This exercise needs the listing below duplicated exactly.

START SUPPLIED RECORDS

//! SQLite persistence for named record collections.
//!
//! Each collection (`files.shares`, `files.favorites`, ...) is a single JSON
//! value under a key. Mutators take a per-key async lock for the whole
//! read-modify-write, so two writers on the same collection never lose an
//! update while writers on different collections never contend.

use std::path::Path;
use std::sync::Arc;

use dashmap::DashMap;
use parking_lot::Mutex;
use rusqlite::{Connection, OptionalExtension, params};
use serde::Serialize;
use serde::de::DeserializeOwned;
use thiserror::Error;
use tokio::sync::{Mutex as AsyncMutex, OwnedMutexGuard};

/// Collection key for local share records.
pub const SHARES_KEY: &str = "files.shares";
/// Collection key for mounted network share records.
pub const NETWORK_SHARES_KEY: &str = "files.networkShares";
/// Collection key for favorited virtual paths.
pub const FAVORITES_KEY: &str = "files.favorites";
/// Key for the shared secret used by every local share.
pub const SHARED_SECRET_KEY: &str = "files.sharedSecret";

/// Persistence error.
#[derive(Debug, Error)]
pub enum StoreError {
    #[error("database error: {0}")]
    Sqlite(#[from] rusqlite::Error),

    #[error("corrupt value for {key}: {source}")]
    Decode {
        key: String,
        #[source]
        source: serde_json::Error,
    },

    #[error("cannot encode value for {key}: {source}")]
    Encode {
        key: String,
        #[source]
        source: serde_json::Error,
    },

    #[error("I/O error: {0}")]
    Io(#[from] std::io::Error),
}

pub type StoreResult<T> = Result<T, StoreError>;

const SCHEMA: &str = r#"
CREATE TABLE IF NOT EXISTS collections (
    key TEXT PRIMARY KEY,
    value TEXT NOT NULL,
    updated_at INTEGER DEFAULT (unixepoch())
);
"#;

/// Keyed JSON collections with scoped read-modify-write transactions.
pub struct CollectionStore {
    conn: Mutex<Connection>,
    locks: DashMap<String, Arc<AsyncMutex<()>>>,
}

impl std::fmt::Debug for CollectionStore {
    fn fmt(&self, f: &mut std::fmt::Formatter<'_>) -> std::fmt::Result {
        f.debug_struct("CollectionStore")
            .field("locks", &self.locks.len())
            .finish_non_exhaustive()
    }
}

impl CollectionStore {
    /// Open or create a store at the given path.
    pub fn open<P: AsRef<Path>>(path: P) -> StoreResult<Self> {
        if let Some(parent) = path.as_ref().parent() {
            std::fs::create_dir_all(parent)?;
        }
        let conn = Connection::open(path)?;
        conn.execute_batch("PRAGMA journal_mode = WAL;")?;
        Self::with_connection(conn)
    }

    /// Create an in-memory store (for testing).
    pub fn in_memory() -> StoreResult<Self> {
        Self::with_connection(Connection::open_in_memory()?)
    }

    fn with_connection(conn: Connection) -> StoreResult<Self> {
        conn.execute_batch(SCHEMA)?;
        Ok(Self {
            conn: Mutex::new(conn),
            locks: DashMap::new(),
        })
    }

    /// Read a collection without locking. Missing keys read as `T::default()`.
    pub fn get<T: DeserializeOwned + Default>(&self, key: &str) -> StoreResult<T> {
        self.load(key)
    }

    /// Acquire the exclusive lock for `key`.
    ///
    /// The returned guard is the only handle that can write the collection;
    /// the lock is released when it drops.
    pub async fn lock(self: &Arc<Self>, key: &str) -> CollectionGuard {
        let mutex = self
            .locks
            .entry(key.to_string())
            .or_insert_with(|| Arc::new(AsyncMutex::new(())))
            .clone();
        let held = mutex.lock_owned().await;
        CollectionGuard {
            store: Arc::clone(self),
            key: key.to_string(),
            _held: held,
        }
    }

    fn load<T: DeserializeOwned + Default>(&self, key: &str) -> StoreResult<T> {
        let raw: Option<String> = self
            .conn
            .lock()
            .query_row(
                "SELECT value FROM collections WHERE key = ?1",
                params![key],
                |row| row.get(0),
            )
            .optional()?;

        match raw {
            Some(json) => serde_json::from_str(&json).map_err(|source| StoreError::Decode {
                key: key.to_string(),
                source,
            }),
            None => Ok(T::default()),
        }
    }

    fn save<T: Serialize + ?Sized>(&self, key: &str, value: &T) -> StoreResult<()> {
        let json = serde_json::to_string(value).map_err(|source| StoreError::Encode {
            key: key.to_string(),
            source,
        })?;
        self.conn.lock().execute(
            "INSERT INTO collections (key, value, updated_at) VALUES (?1, ?2, unixepoch())
             ON CONFLICT(key) DO UPDATE SET value = excluded.value, updated_at = excluded.updated_at",
            params![key, json],
        )?;
        Ok(())
    }
}

/// Exclusive handle on one collection.
pub struct CollectionGuard {
    store: Arc<CollectionStore>,
    key: String,
    _held: OwnedMutexGuard<()>,
}

impl CollectionGuard {
    pub fn key(&self) -> &str {
        &self.key
    }

    /// Read the current value under the lock.
    pub fn read<T: DeserializeOwned + Default>(&self) -> StoreResult<T> {
        self.store.load(&self.key)
    }

    /// Replace the value under the lock.
    pub fn write<T: Serialize + ?Sized>(&self, value: &T) -> StoreResult<()> {
        self.store.save(&self.key, value)
    }
}

#[cfg(test)]
mod tests {
    use super::*;
    use std::time::Duration;
    use tempfile::TempDir;

    fn store() -> Arc<CollectionStore> {
        Arc::new(CollectionStore::in_memory().unwrap())
    }

    #[tokio::test]
    async fn test_missing_key_is_default() {
        let store = store();
        let v: Vec<String> = store.get(FAVORITES_KEY).unwrap();
        assert!(v.is_empty());
        let s: Option<String> = store.get(SHARED_SECRET_KEY).unwrap();
        assert!(s.is_none());
    }

    #[tokio::test]
    async fn test_write_then_read() {
        let store = store();
        {
            let guard = store.lock(FAVORITES_KEY).await;
            guard.write(&vec!["/Home/a".to_string()]).unwrap();
            let v: Vec<String> = guard.read().unwrap();
            assert_eq!(v, vec!["/Home/a"]);
        }
        let v: Vec<String> = store.get(FAVORITES_KEY).unwrap();
        assert_eq!(v, vec!["/Home/a"]);
    }

    #[tokio::test]
    async fn test_persists_across_open() {
        let dir = TempDir::new().unwrap();
        let path = dir.path().join("state").join("hearth.db");
        {
            let store = Arc::new(CollectionStore::open(&path).unwrap());
            store.lock(SHARED_SECRET_KEY).await.write(&Some("abc")).unwrap();
        }
        let store = CollectionStore::open(&path).unwrap();
        let s: Option<String> = store.get(SHARED_SECRET_KEY).unwrap();
        assert_eq!(s.as_deref(), Some("abc"));
    }

    #[tokio::test]
    async fn test_corrupt_value_is_an_error() {
        let store = store();
        store.lock(FAVORITES_KEY).await.write("not a list").unwrap();
        let result: StoreResult<Vec<String>> = store.get(FAVORITES_KEY);
        assert!(matches!(result, Err(StoreError::Decode { .. })));
    }

    #[tokio::test]
    async fn test_lock_serializes_writers() {
        let store = store();
        let mut tasks = Vec::new();
        for i in 0..16 {
            let store = Arc::clone(&store);
            tasks.push(tokio::spawn(async move {
                let guard = store.lock(FAVORITES_KEY).await;
                let mut v: Vec<String> = guard.read().unwrap();
                tokio::time::sleep(Duration::from_millis(1)).await;
                v.push(format!("/Home/{i}"));
                guard.write(&v).unwrap();
            }));
        }
        for t in tasks {
            t.await.unwrap();
        }
        let v: Vec<String> = store.get(FAVORITES_KEY).unwrap();
        assert_eq!(v.len(), 16);
    }

    #[tokio::test]
    async fn test_distinct_keys_do_not_contend() {
        let store = store();
        let _shares = store.lock(SHARES_KEY).await;
        let favorites = tokio::time::timeout(Duration::from_millis(100), store.lock(FAVORITES_KEY)).await;
        assert!(favorites.is_ok());
    }
}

END SUPPLIED RECORDS

- [RESULT OF THE TASK]:
//! SQLite persistence for named record collections.
//!
//! Each collection (`files.shares`, `files.favorites`, ...) is a single JSON
//! value under a key. Mutators take a per-key async lock for the whole
//! read-modify-write, so two writers on the same collection never lose an
//! update while writers on different collections never contend.

use std::path::Path;
use std::sync::Arc;

use dashmap::DashMap;
use parking_lot::Mutex;
use rusqlite::{Connection, OptionalExtension, params};
use serde::Serialize;
use serde::de::DeserializeOwned;
use thiserror::Error;
use tokio::sync::{Mutex as AsyncMutex, OwnedMutexGuard};

/// Collection key for local share records.
pub const SHARES_KEY: &str = "files.shares";
/// Collection key for mounted network share records.
pub const NETWORK_SHARES_KEY: &str = "files.networkShares";
/// Collection key for favorited virtual paths.
pub const FAVORITES_KEY: &str = "files.favorites";
/// Key for the shared secret used by every local share.
pub const SHARED_SECRET_KEY: &str = "files.sharedSecret";

/// Persistence error.
#[derive(Debug, Error)]
pub enum StoreError {
    #[error("database error: {0}")]
    Sqlite(#[from] rusqlite::Error),

    #[error("corrupt value for {key}: {source}")]
    Decode {
        key: String,
        #[source]
        source: serde_json::Error,
    },

    #[error("cannot encode value for {key}: {source}")]
    Encode {
        key: String,
        #[source]
        source: serde_json::Error,
    },

    #[error("I/O error: {0}")]
    Io(#[from] std::io::Error),
}

pub type StoreResult<T> = Result<T, StoreError>;

const SCHEMA: &str = r#"
CREATE TABLE IF NOT EXISTS collections (
    key TEXT PRIMARY KEY,
    value TEXT NOT NULL,
    updated_at INTEGER DEFAULT (unixepoch())
);
"#;

/// Keyed JSON collections with scoped read-modify-write transactions.
pub struct CollectionStore {
    conn: Mutex<Connection>,
    locks: DashMap<String, Arc<AsyncMutex<()>>>,
}

impl std::fmt::Debug for CollectionStore {
    fn fmt(&self, f: &mut std::fmt::Formatter<'_>) -> std::fmt::Result {
        f.debug_struct("CollectionStore")
            .field("locks", &self.locks.len())
            .finish_non_exhaustive()
    }
}

impl CollectionStore {
    /// Open or create a store at the given path.
    pub fn open<P: AsRef<Path>>(path: P) -> StoreResult<Self> {
        if let Some(parent) = path.as_ref().parent() {
            std::fs::create_dir_all(parent)?;
        }
        let conn = Connection::open(path)?;
        conn.execute_batch("PRAGMA journal_mode = WAL;")?;
        Self::with_connection(conn)
    }

    /// Create an in-memory store (for testing).
    pub fn in_memory() -> StoreResult<Self> {
        Self::with_connection(Connection::open_in_memory()?)
    }

    fn with_connection(conn: Connection) -> StoreResult<Self> {
        conn.execute_batch(SCHEMA)?;
        Ok(Self {
            conn: Mutex::new(conn),
            locks: DashMap::new(),
        })
    }

    /// Read a collection without locking. Missing keys read as `T::default()`.
    pub fn get<T: DeserializeOwned + Default>(&self, key: &str) -> StoreResult<T> {
        self.load(key)
    }

    /// Acquire the exclusive lock for `key`.
    ///
    /// The returned guard is the only handle that can write the collection;
    /// the lock is released when it drops.
    pub async fn lock(self: &Arc<Self>, key: &str) -> CollectionGuard {
        let mutex = self
            .locks
            .entry(key.to_string())
            .or_insert_with(|| Arc::new(AsyncMutex::new(())))
            .clone();
        let held = mutex.lock_owned().await;
        CollectionGuard {
            store: Arc::clone(self),
            key: key.to_string(),
            _held: held,
        }
    }

    fn load<T: DeserializeOwned + Default>(&self, key: &str) -> StoreResult<T> {
        let raw: Option<String> = self
            .conn
            .lock()
            .query_row(
                "SELECT value FROM collections WHERE key = ?1",
                params![key],
                |row| row.get(0),
            )
            .optional()?;

        match raw {
            Some(json) => serde_json::from_str(&json).map_err(|source| StoreError::Decode {
                key: key.to_string(),
                source,
            }),
            None => Ok(T::default()),
        }
    }

    fn save<T: Serialize + ?Sized>(&self, key: &str, value: &T) -> StoreResult<()> {
        let json = serde_json::to_string(value).map_err(|source| StoreError::Encode {
            key: key.to_string(),
            source,
        })?;
        self.conn.lock().execute(
            "INSERT INTO collections (key, value, updated_at) VALUES (?1, ?2, unixepoch())
             ON CONFLICT(key) DO UPDATE SET value = excluded.value, updated_at = excluded.updated_at",
            params![key, json],
        )?;
        Ok(())
    }
}

/// Exclusive handle on one collection.
pub struct CollectionGuard {
    store: Arc<CollectionStore>,
    key: String,
    _held: OwnedMutexGuard<()>,
}

impl CollectionGuard {
    pub fn key(&self) -> &str {
        &self.key
    }

    /// Read the current value under the lock.
    pub fn read<T: DeserializeOwned + Default>(&self) -> StoreResult<T> {
        self.store.load(&self.key)
    }

    /// Replace the value under the lock.
    pub fn write<T: Serialize + ?Sized>(&self, value: &T) -> StoreResult<()> {
        self.store.save(&self.key, value)
    }
}

#[cfg(test)]
mod tests {
    use super::*;
    use std::time::Duration;
    use tempfile::TempDir;

    fn store() -> Arc<CollectionStore> {
        Arc::new(CollectionStore::in_memory().unwrap())
    }

    #[tokio::test]
    async fn test_missing_key_is_default() {
        let store = store();
        let v: Vec<String> = store.get(FAVORITES_KEY).unwrap();
        assert!(v.is_empty());
        let s: Option<String> = store.get(SHARED_SECRET_KEY).unwrap();
        assert!(s.is_none());
    }

    #[tokio::test]
    async fn test_write_then_read() {
        let store = store();
        {
            let guard = store.lock(FAVORITES_KEY).await;
            guard.write(&vec!["/Home/a".to_string()]).unwrap();
            let v: Vec<String> = guard.read().unwrap();
            assert_eq!(v, vec!["/Home/a"]);
        }
        let v: Vec<String> = store.get(FAVORITES_KEY).unwrap();
        assert_eq!(v, vec!["/Home/a"]);
    }

    #[tokio::test]
    async fn test_persists_across_open() {
        let dir = TempDir::new().unwrap();
        let path = dir.path().join("state").join("hearth.db");
        {
            let store = Arc::new(CollectionStore::open(&path).unwrap());
            store.lock(SHARED_SECRET_KEY).await.write(&Some("abc")).unwrap();
        }
        let store = CollectionStore::open(&path).unwrap();
        let s: Option<String> = store.get(SHARED_SECRET_KEY).unwrap();
        assert_eq!(s.as_deref(), Some("abc"));
    }

    #[tokio::test]
    async fn test_corrupt_value_is_an_error() {
        let store = store();
        store.lock(FAVORITES_KEY).await.write("not a list").unwrap();
        let result: StoreResult<Vec<String>> = store.get(FAVORITES_KEY);
        assert!(matches!(result, Err(StoreError::Decode { .. })));
    }

    #[tokio::test]
    async fn test_lock_serializes_writers() {
        let store = store();
        let mut tasks = Vec::new();
        for i in 0..16 {
            let store = Arc::clone(&store);
            tasks.push(tokio::spawn(async move {
                let guard = store.lock(FAVORITES_KEY).await;
                let mut v: Vec<String> = guard.read().unwrap();
                tokio::time::sleep(Duration::from_millis(1)).await;
                v.push(format!("/Home/{i}"));
                guard.write(&v).unwrap();
            }));
        }
        for t in tasks {
            t.await.unwrap();
        }
        let v: Vec<String> = store.get(FAVORITES_KEY).unwrap();
        assert_eq!(v.len(), 16);
    }

    #[tokio::test]
    async fn test_distinct_keys_do_not_contend() {
        let store = store();
        let _shares = store.lock(SHARES_KEY).await;
        let favorites = tokio::time::timeout(Duration::from_millis(100), store.lock(FAVORITES_KEY)).await;
        assert!(favorites.is_ok());
    }
}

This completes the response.